Common-sense physics turns out to be a very important topic here.

Another topic which has thread of things which takes place in AI is what one
can call reification and this is again a word taken from philosophy where it is
often epithet. People at times accuse each other of reifying and what reifying
means is 'making a thing out of' and I don't have any, should have a good
slide for this but I don't, turns out that for AI purposes reification is often
very important. To give an example, you can either say: behind McCarthy
podium or you could say true, behind McCarthy podium in a certain situation
and in the first case we have this predicate behind and its two arguments
'McCarthy' and 'the podium' and in the second case, we have a function
'behind' which forms this object out of 'McCarthy' and 'podium' out of these
symbols from McCarthy and podium. Well, you can ask 'why do you want to do
that. The answer to 'why do you want to do that' is if you want to do certain
kinds of general reasoning; suppose we want to say that 'Tom believes that
McCarthy is behind the podium and then we want to make the general remark that
whatever Tom believes George believes, or George is willing to believe, then
we need a quantifier that runs over propositions and the way to do that seems
to be to reify. 

(We can have a slide now)

A key problem that I think should guide a lot of the work in formalization
is to be able to get a formalization which is adequate to construct a common-
sense database and this is a database of common-sense knowledge that could
be used by some wide variety of programs.  So we would like to have in there
in it a common-sense physics that would enable it to determine in a particular
case of what would be the consequences of my dropping the glass of water etc.
And hopefully the database should be constructed in advance of decision is
to what specific applications it should be used, and it should end up not being
ad hoc and not having too much information in it.  My opinion is that no one has
yet got an adequate formalism for doing a common-sense database.  Let me
illustrate by one more example the requirement for generality and this was already
an example which appeared in that 1958 paper. In that paper the question arose
of the possibility of driving a car from one point to another and you could
imagine that in the database there were a large number of facts that say 
drivable Pasadena-San Pedro, to take two places in this area. But that becomes
quite implausible because the number of pairs of points is too large, you can
hear of a new place and ask 'is it possible to drive from this place to some
other place that you also just heard of and you'll give the answer 'yes', and 
so the information has to be represented in some much more general form like
'between any two towns in California it is possible to drive. 

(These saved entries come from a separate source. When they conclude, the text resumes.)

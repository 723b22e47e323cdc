//! Server-Sent Events (SSE) parser for OpenAI responses

use futures::stream::Stream;
use futures::StreamExt;
use std::pin::Pin;

use crate::event_stream::{decode_event_stream, ByteStream, SseFrame};
use crate::llm::core::error::LlmError;

use super::types::{ChatCompletionChunk, OpenAiErrorEnvelope};

/// Item of the parsed OpenAI stream
#[derive(Debug, Clone)]
pub enum OpenAiStreamItem {
    /// One completion chunk
    Chunk(ChatCompletionChunk),
    /// The `[DONE]` sentinel
    Done,
}

/// Parse a stream of bytes as OpenAI completion chunks
///
/// OpenAI's SSE format uses unnamed events:
/// ```text
/// data: {"id":"chatcmpl-1","choices":[{"delta":{"content":"Hi"}}]}
///
/// data: [DONE]
/// ```
///
/// An `{"error":{...}}` frame becomes [`LlmError::ProviderError`].
pub fn parse_sse_stream(
    byte_stream: ByteStream,
) -> Pin<Box<dyn Stream<Item = Result<OpenAiStreamItem, LlmError>> + Send>> {
    let items = decode_event_stream(byte_stream).filter_map(|frame_result| {
        let item = match frame_result {
            Ok(frame) => parse_frame(&frame),
            Err(e) => Some(Err(LlmError::from(e))),
        };
        futures::future::ready(item)
    });

    Box::pin(items)
}

/// Parse a single frame's data
fn parse_frame(frame: &SseFrame) -> Option<Result<OpenAiStreamItem, LlmError>> {
    let data = frame.data.trim();

    if data.is_empty() {
        return None;
    }

    if data == "[DONE]" {
        return Some(Ok(OpenAiStreamItem::Done));
    }

    let value: serde_json::Value = match serde_json::from_str(data) {
        Ok(v) => v,
        Err(e) => {
            return Some(Err(LlmError::SerializationError(format!(
                "Failed to parse OpenAI SSE event: {}. Data: {}",
                e, data
            ))))
        }
    };

    if value.get("error").is_some() {
        return Some(match serde_json::from_value::<OpenAiErrorEnvelope>(value) {
            Ok(envelope) => Err(LlmError::ProviderError {
                code: envelope.error.code(),
                message: envelope.error.message,
            }),
            Err(e) => Err(LlmError::SerializationError(e.to_string())),
        });
    }

    Some(
        serde_json::from_value::<ChatCompletionChunk>(value)
            .map(OpenAiStreamItem::Chunk)
            .map_err(LlmError::from),
    )
}
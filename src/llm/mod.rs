//! LLM Abstraction Layer
//!
//! This module provides a provider-neutral streaming interface, an OpenAI-compatible
//! implementation of it, and the tool-using generation loop built on top.

pub mod agent;
pub mod core;
pub mod generation;
pub mod openai;
pub mod tools;

// Re-export commonly used types
pub use core::{
    config::GenerationConfig,
    error::LlmError,
    provider::LlmProvider,
    types::{
        ContentBlock, ContentDelta, FinishReason, GenerateRequest, Message, MessageRole,
        StreamEvent, ToolDeclaration, UsageMetadata,
    },
};

pub use agent::{Agent, AgentError, AgentEvent};
pub use generation::{Generation, Generator, ToolCallRecord};
pub use openai::OpenAiClient;
pub use tools::{ToolError, ToolExecutor};
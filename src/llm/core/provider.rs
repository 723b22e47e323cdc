//! Provider trait for LLM implementations

use async_trait::async_trait;
use futures::stream::Stream;
use std::pin::Pin;

use super::{error::LlmError, types::{GenerateRequest, StreamEvent}};

/// Stream of provider-neutral events for one model call
pub type EventStream = Pin<Box<dyn Stream<Item = Result<StreamEvent, LlmError>> + Send>>;

/// Main interface that all LLM provider implementations must satisfy
#[async_trait]
pub trait LlmProvider: Send + Sync {
    /// Stream generate content from the LLM
    ///
    /// Sends one request and returns a stream of events describing the incremental
    /// response. A well-formed stream always ends with [`StreamEvent::MessageEnd`].
    ///
    /// # Arguments
    /// * `request` - The generation request with messages, tools, and config
    async fn stream_generate(&self, request: GenerateRequest) -> Result<EventStream, LlmError>;
}
use crate::llm::core::error::LlmError;
use crate::llm::tools::ToolError;

/// Errors that can occur during agent execution
#[derive(Debug, thiserror::Error)]
pub enum AgentError {
    /// Error from the LLM provider
    #[error("LLM error: {0}")]
    Llm(#[from] LlmError),

    /// Failed to parse tool input JSON
    #[error("Failed to parse tool input: {0}")]
    ToolInputParse(#[from] serde_json::Error),

    /// A tool could not be executed
    #[error("Tool execution failed: {0}")]
    Tool(#[from] ToolError),

    /// LLM stream ended before the message was complete
    #[error("Stream ended unexpectedly")]
    UnexpectedStreamEnd,
}
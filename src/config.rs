// Service Configuration
//
// Loaded from environment variables (optionally seeded from a `.env` file in main).

use std::net::SocketAddr;
use std::path::PathBuf;
use std::str::FromStr;
use std::time::Duration;
use thiserror::Error;

use crate::llm::agent::DEFAULT_MAX_STEPS;
use crate::llm::core::config::{GenerationConfig, DEFAULT_MAX_TOKENS};
use crate::mcp::aggregator::{AggregatorConfig, DEFAULT_CONNECT_TIMEOUT, DEFAULT_TOOLS_TIMEOUT};
use crate::mcp::registry::DEFAULT_REGISTRY_PATH;

pub const DEFAULT_BIND_ADDR: &str = "127.0.0.1:3030";
pub const DEFAULT_OPENAI_BASE_URL: &str = "https://api.openai.com/v1";
pub const DEFAULT_OPENAI_MODEL: &str = "gpt-4o";

#[derive(Debug, Error, PartialEq, Eq)]
pub enum ConfigError {
    #[error("missing required environment variable {0}")]
    Missing(&'static str),

    #[error("invalid value for {key}: {value:?} ({reason})")]
    Invalid {
        key: &'static str,
        value: String,
        reason: String,
    },
}

/// Model provider settings
#[derive(Debug, Clone, PartialEq, Eq)]
pub struct OpenAiConfig {
    pub api_key: String,
    pub base_url: String,
    pub model: String,
}

/// Configuration for the whole service
#[derive(Debug, Clone, PartialEq)]
pub struct AppConfig {
    pub bind_addr: SocketAddr,
    pub registry_path: PathBuf,
    pub openai: OpenAiConfig,
    /// Model calls allowed per request
    pub max_steps: usize,
    /// Sampling parameters sent with every model call
    pub generation: GenerationConfig,
    pub aggregator: AggregatorConfig,
}

impl AppConfig {
    /// Create configuration from environment variables
    ///
    /// Environment variables:
    /// - `RELAY_BIND_ADDR`: listen address (default: 127.0.0.1:3030)
    /// - `MCP_REGISTRY_PATH`: tool server registry (default: config/mcp-registry.json)
    /// - `OPENAI_API_KEY`: required
    /// - `OPENAI_BASE_URL`: API root (default: https://api.openai.com/v1)
    /// - `OPENAI_MODEL`: model id (default: gpt-4o)
    /// - `RELAY_MAX_STEPS`: model calls per request (default: 20)
    /// - `RELAY_MAX_TOKENS`: tokens per model call (default: 4096)
    /// - `OPENAI_TEMPERATURE`, `OPENAI_TOP_P`: sampling (default: provider's own)
    /// - `OPENAI_STOP`: comma-separated stop sequences (default: none)
    /// - `MCP_CONNECT_TIMEOUT_MS`: per-server connect ceiling (default: 5000)
    /// - `MCP_TOOLS_TIMEOUT_MS`: per-server tool listing ceiling (default: 3000)
    pub fn from_env() -> Result<Self, ConfigError> {
        Self::from_lookup(|key| std::env::var(key).ok())
    }

    /// Same as [`from_env`](Self::from_env) with an explicit variable source
    pub fn from_lookup(lookup: impl Fn(&str) -> Option<String>) -> Result<Self, ConfigError> {
        // Blank values count as unset
        let get = |key: &str| lookup(key).filter(|v| !v.trim().is_empty());

        let api_key = get("OPENAI_API_KEY").ok_or(ConfigError::Missing("OPENAI_API_KEY"))?;

        let bind_addr: SocketAddr = parse_or("RELAY_BIND_ADDR", get("RELAY_BIND_ADDR"), || {
            DEFAULT_BIND_ADDR.parse()
        })?;

        let registry_path = get("MCP_REGISTRY_PATH")
            .map(PathBuf::from)
            .unwrap_or_else(|| PathBuf::from(DEFAULT_REGISTRY_PATH));

        let max_steps: usize = parse_or("RELAY_MAX_STEPS", get("RELAY_MAX_STEPS"), || {
            Ok::<_, std::num::ParseIntError>(DEFAULT_MAX_STEPS)
        })?;
        if max_steps == 0 {
            return Err(ConfigError::Invalid {
                key: "RELAY_MAX_STEPS",
                value: "0".to_string(),
                reason: "must be at least 1".to_string(),
            });
        }

        let max_tokens: u32 = parse_or("RELAY_MAX_TOKENS", get("RELAY_MAX_TOKENS"), || {
            Ok::<_, std::num::ParseIntError>(DEFAULT_MAX_TOKENS)
        })?;

        let mut generation = GenerationConfig::new(max_tokens);
        if let Some(temperature) = parse_opt("OPENAI_TEMPERATURE", get("OPENAI_TEMPERATURE"))? {
            generation = generation.with_temperature(temperature);
        }
        if let Some(top_p) = parse_opt("OPENAI_TOP_P", get("OPENAI_TOP_P"))? {
            generation = generation.with_top_p(top_p);
        }
        if let Some(stop) = get("OPENAI_STOP") {
            let sequences: Vec<String> = stop
                .split(',')
                .map(str::trim)
                .filter(|s| !s.is_empty())
                .map(String::from)
                .collect();
            if !sequences.is_empty() {
                generation = generation.with_stop_sequences(sequences);
            }
        }

        let connect_ms: u64 =
            parse_or("MCP_CONNECT_TIMEOUT_MS", get("MCP_CONNECT_TIMEOUT_MS"), || {
                Ok::<_, std::num::ParseIntError>(DEFAULT_CONNECT_TIMEOUT.as_millis() as u64)
            })?;

        let tools_ms: u64 = parse_or("MCP_TOOLS_TIMEOUT_MS", get("MCP_TOOLS_TIMEOUT_MS"), || {
            Ok::<_, std::num::ParseIntError>(DEFAULT_TOOLS_TIMEOUT.as_millis() as u64)
        })?;

        Ok(Self {
            bind_addr,
            registry_path,
            openai: OpenAiConfig {
                api_key,
                base_url: get("OPENAI_BASE_URL")
                    .unwrap_or_else(|| DEFAULT_OPENAI_BASE_URL.to_string()),
                model: get("OPENAI_MODEL").unwrap_or_else(|| DEFAULT_OPENAI_MODEL.to_string()),
            },
            max_steps,
            generation,
            aggregator: AggregatorConfig {
                connect_timeout: Duration::from_millis(connect_ms),
                tools_timeout: Duration::from_millis(tools_ms),
            },
        })
    }
}

fn parse_or<T, E>(
    key: &'static str,
    raw: Option<String>,
    default: impl FnOnce() -> Result<T, E>,
) -> Result<T, ConfigError>
where
    T: FromStr,
    T::Err: std::fmt::Display,
    E: std::fmt::Display,
{
    match raw {
        Some(value) => value.trim().parse().map_err(|e: T::Err| ConfigError::Invalid {
            key,
            reason: e.to_string(),
            value,
        }),
        None => default().map_err(|e| ConfigError::Invalid {
            key,
            value: String::new(),
            reason: e.to_string(),
        }),
    }
}

fn parse_opt<T>(key: &'static str, raw: Option<String>) -> Result<Option<T>, ConfigError>
where
    T: FromStr,
    T::Err: std::fmt::Display,
{
    raw.map(|value| {
        value.trim().parse().map_err(|e: T::Err| ConfigError::Invalid {
            key,
            reason: e.to_string(),
            value,
        })
    })
    .transpose()
}
use rmcp::service::ServiceError;
use thiserror::Error;

/// Errors raised while talking to an MCP tool server
#[derive(Debug, Error)]
pub enum McpError {
    /// The configured server URL cannot be parsed
    #[error("Invalid endpoint: {0}")]
    InvalidEndpoint(String),

    /// The event stream could not be opened or never announced its message endpoint
    #[error("Connection failed: {0}")]
    Connect(String),

    /// The `initialize` handshake failed
    #[error("Initialization failed: {0}")]
    Initialize(String),

    /// A request on an established session failed
    #[error("Service error: {0}")]
    Service(String),

    /// Tool arguments were not a JSON object
    #[error("Invalid tool arguments: {0}")]
    InvalidArguments(String),

    #[error("JSON error: {0}")]
    Json(#[from] serde_json::Error),
}

impl From<ServiceError> for McpError {
    fn from(err: ServiceError) -> Self {
        McpError::Service(err.to_string())
    }
}
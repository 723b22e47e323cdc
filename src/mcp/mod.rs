//! Model Context Protocol tool servers
//!
//! - `registry`: which servers exist, loaded once at startup
//! - `client`: sessions over the HTTP+SSE transport via rmcp
//! - `aggregator`: per-request fan-out and merge into a [`ToolSet`]

pub mod aggregator;
pub mod client;
pub mod error;
pub mod registry;
pub mod toolset;
pub mod types;

pub use aggregator::{
    Aggregation, AggregatorConfig, ToolServerAggregator, ToolServerConnector, ToolServerSession,
};
pub use client::{HttpSseConnector, McpClient};
pub use error::McpError;
pub use registry::{ConnectionConfig, Registry, RegistryEntry, RegistryError, ServerConfig};
pub use toolset::ToolSet;
pub use types::{CallToolResult, RemoteTool};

Now I want to mention a discovery that was made and this discovery was made
by various people in some sort of interaction and I can surely get myself
into big trouble if I try to disentangle who did what; but, anyway, the 
people who were involved are Robert Kowalski and Alan Comer...(?) and Pat
Hayes and mumble (the mumble was the person that I should have clearly have
also mentioned) and has to do with logic programming and let me formulate the
discovery in a way which I think is the most significant.  It had two aspects;
one is that Horn-clause logic can be used as a programming language and the
other is that certain kinds of facts can be representative Horn-clauses and
certain uses of these facts can be made by PROLOG-style execution.  There are
two parts of it. One is that certain facts can be represented and the other
is that certain kind of uses can be made of these facts and one of the points
which I want to emphasize that these are two different things and let me give
an example of that because it presents a kind of the unsolved problems that
I promised to mention and consider the fact that a container is sterile if
all the bacteria in it are dead. This fact can be represented as fragment of
PROLOG program and as such it can be used, as the PROLOG people are fairly proud
to announce, in two ways.  One, it could be used to determine whether a container
was sterile, as a fragment of PROLOG program and it would suggest doing that
by looking a each bacterium in the container and seeing if it was dead.  It
could also be used to sterilize the container, again by finding each bacterium
in the container and killing it.  That fact, however, is not used in this way.
That is, it is not used by direct execution. It is instead used, for example,
to rationalize sterilization by heating the container which kills all of the
bacteria and so one might say the formula is being used in a quantified form
and when take 'for all x, x is dead' in the container is being used to reason
about the effects of heating the container and it is not merely being used
to specialize to particular bacterium. Similarly, you test whether a container
is sterile by putting some of the bacteria out on to a culture medium and you
say 'if there are any bacteria still alive then you will get some colonies.
To try to formulate this as questions, we can ask 'what are the limits of PROLOG'
What uses of facts require something other than PROLOG style execution of 
Horn-clauses. That was a mere example.  The question also arises in very active
fields of research, can PROLOG be significantly extended to represent new classes
of facts while still retaining its executability and the answer is that it 
certainly can but of the various extensions that have been proposed it's not
clear that they have the general utility of the original formalism.  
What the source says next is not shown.